I resolved to confront my bias and embrace the tool that dominates modern illustration. Perhaps, in my cowardly heart, I dislike it so much because I don't know how to do it. So, let's learn how to do it. It might help me get a better job! Ha ha! Just kidding. Ha ha. (Email me with any offers.)

Above right is the final, so you see that I managed to finish. I drew a sloppy thumbnail rough in Photoshop and then dragged it into Illustrator. Many times the willpower wavered but I stayed true to my charted course.

There are a few weird tangents that I'm not digging, and I would definitely arrange it differently if I were to revisit it, but my attentions were focused as much on the tools and techniques as on the work itself. I fixed a few things at the end and wanted to do more but time was short and I was brain drained. It was more complex than any of my previous vector attempts. I'm mildly proud of the effort even if I crossed the finish line hopping on one leg and looking like hell. I consider it an ugly win.


In Progress:
1-Top Left: My first doodle is a variation on an idea I used for an assignment when I was in college. I don't have the original to show, but it was the view from inside a clown car. There were pies and big feet and clown heads crammed willy nilly into the picture frame as you looked through the windshield… at a brick wall! I thought it was cute. It got a chuckle or two.
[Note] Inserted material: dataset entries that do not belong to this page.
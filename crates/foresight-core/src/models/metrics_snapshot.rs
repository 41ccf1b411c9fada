use chrono::{DateTime, Utc};
use serde::{Deserialize, Serialize};

/// Read-only metrics surface handed to a reporting collaborator.
#[derive(Debug, Clone, PartialEq, Serialize, Deserialize)]
pub struct MetricsSnapshot {
    pub prediction_accuracy: f64,
    pub cache_hit_rate: f64,
    /// Smoothed duration of completed speculative operations, in milliseconds.
    pub rendering_speed_ms: f64,
    pub behavior_data_points: usize,
    pub registry_size: usize,
    pub in_flight: usize,
    pub cycles: u64,
    pub dropped_records: u64,
    pub timestamp: DateTime<Utc>,
}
Not this time, tho. Response was chilly from a couple of people. Fine. 

2-Top Right: Refinement of the doodle with an oncoming bend in the road. Better, but I'm not thrilled with it at this point. The "punchline" of the joke looks like it's crammed in to a little frame, but it's unavoidable if you're inside a car looking forward. I start the final and hope to find a better solution later.
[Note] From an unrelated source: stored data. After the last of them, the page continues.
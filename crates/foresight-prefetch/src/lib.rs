//! # foresight-prefetch
//!
//! Executes speculative actions against the host platform.
//!
//! - [`Prefetcher`]: `Queued → InFlight → {Completed | Failed}` under a
//!   per-kind lifetime, `Expired` when the lifetime runs out
//! - [`PrefetchCache`]: in-process moka cache of warmed components and
//!   already-fetched resources
//! - [`MonotonicClock`]: the millisecond clock actions are stamped with

pub mod cache;
pub mod clock;
pub mod engine;
pub mod outcome;

pub use cache::{CachedResource, PrefetchCache};
pub use clock::MonotonicClock;
pub use engine::{Prefetcher, SweepReport};
pub use outcome::PrefetchOutcome;
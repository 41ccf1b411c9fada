use std::sync::Arc;

use foresight_core::config::{ClassifierConfig, ClassifierKind};
use foresight_core::traits::IClassifier;
use tracing::info;

use crate::dense_network::DenseNetworkClassifier;
use crate::rule_based::RuleBasedClassifier;
use crate::uniform::UniformClassifier;

/// Instantiate the classifier selected by `config.kind`.
pub fn build_classifier(config: &ClassifierConfig) -> Arc<dyn IClassifier> {
    let classifier: Arc<dyn IClassifier> = match config.kind {
        ClassifierKind::Uniform => Arc::new(UniformClassifier),
        ClassifierKind::RuleBased => Arc::new(RuleBasedClassifier::default()),
        ClassifierKind::DenseNetwork => Arc::new(DenseNetworkClassifier::load_or_unavailable(
            config.weights_path.as_deref(),
        )),
    };
    info!(
        classifier = classifier.name(),
        available = classifier.is_available(),
        "classifier ready"
    );
    classifier
}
3-Middle Left: I begin to fight Illustrator. What you can't see is the Adobe Illustrator Quick-Start manual on my lap and the blurry YouTube Illustrator tutorials playing on my ipad. You cannot see me sweating and you cannot hear me swearing, but I was cussing and moist of brow.

4-Middle Right: At this point I want to toss the computer out the window, or drive it into a brick wall. I'm working hard to put shines on the screens, blends on blends, inner glows and outer glows on shapes, masks on blends and shapes, and drop-shadows behind blended, glowing, shiny groupings of shapes filled with blurred gradient trickery... shit, can't I just draw?

I'm frustrated because this is where my unfamiliarity with vector tools results in an intense feeling that this is more technical than creative. In an act of rebellion I try on my first idea with the brick wall, just to show how brilliant it was! Not brilliant, tho. Ugly, to speak true. That makes me mad, too.

Also, one of my fellow graphickers reminds me how awful it is to give a page designer a contained, perfectly square illustration. I know that, but I've made it square anyway. Amateur. Now I'm seething. Time to break something.

5-Bottom Left: In a fit of Ferrignoan rage, I tear the roof off of the car and …  and I start to feel better. Now I don't have to describe the driver's approaching demise inside the windshield frame. I can change the perspective of the piece and space appears in all directions. I'm no longer trapped inside a tiny car pushing shapes around in a confined space. I'm no longer trying to drive from the back seat.

With that release of tension I'm able to go back to building the illustration. That's how I describe it to myself; I am "building" something on top of a drawing. That sounds a little more creative and it becomes a word I cling to as a mantra and continue.

6-Bottom Right: I like the speed-lines or speed-whiskers in the original roughs and I go after them with enthusiasm as the deadline approaches. It's not working. Too much! I delete them all and put only a few back in. One of my pals suggests the change of road sign. I don't know why but it does seem funnier to me than the other.


On the page:

I really should have raised the road higher and forgone the realistic perspective of the road bending in the distance -- it's playful and cartoony enough to do that and the joke would read better.

I could go on, but that's enough typing. Hands... so tired.

The End.

I'll come back to edit and clean up this mess later.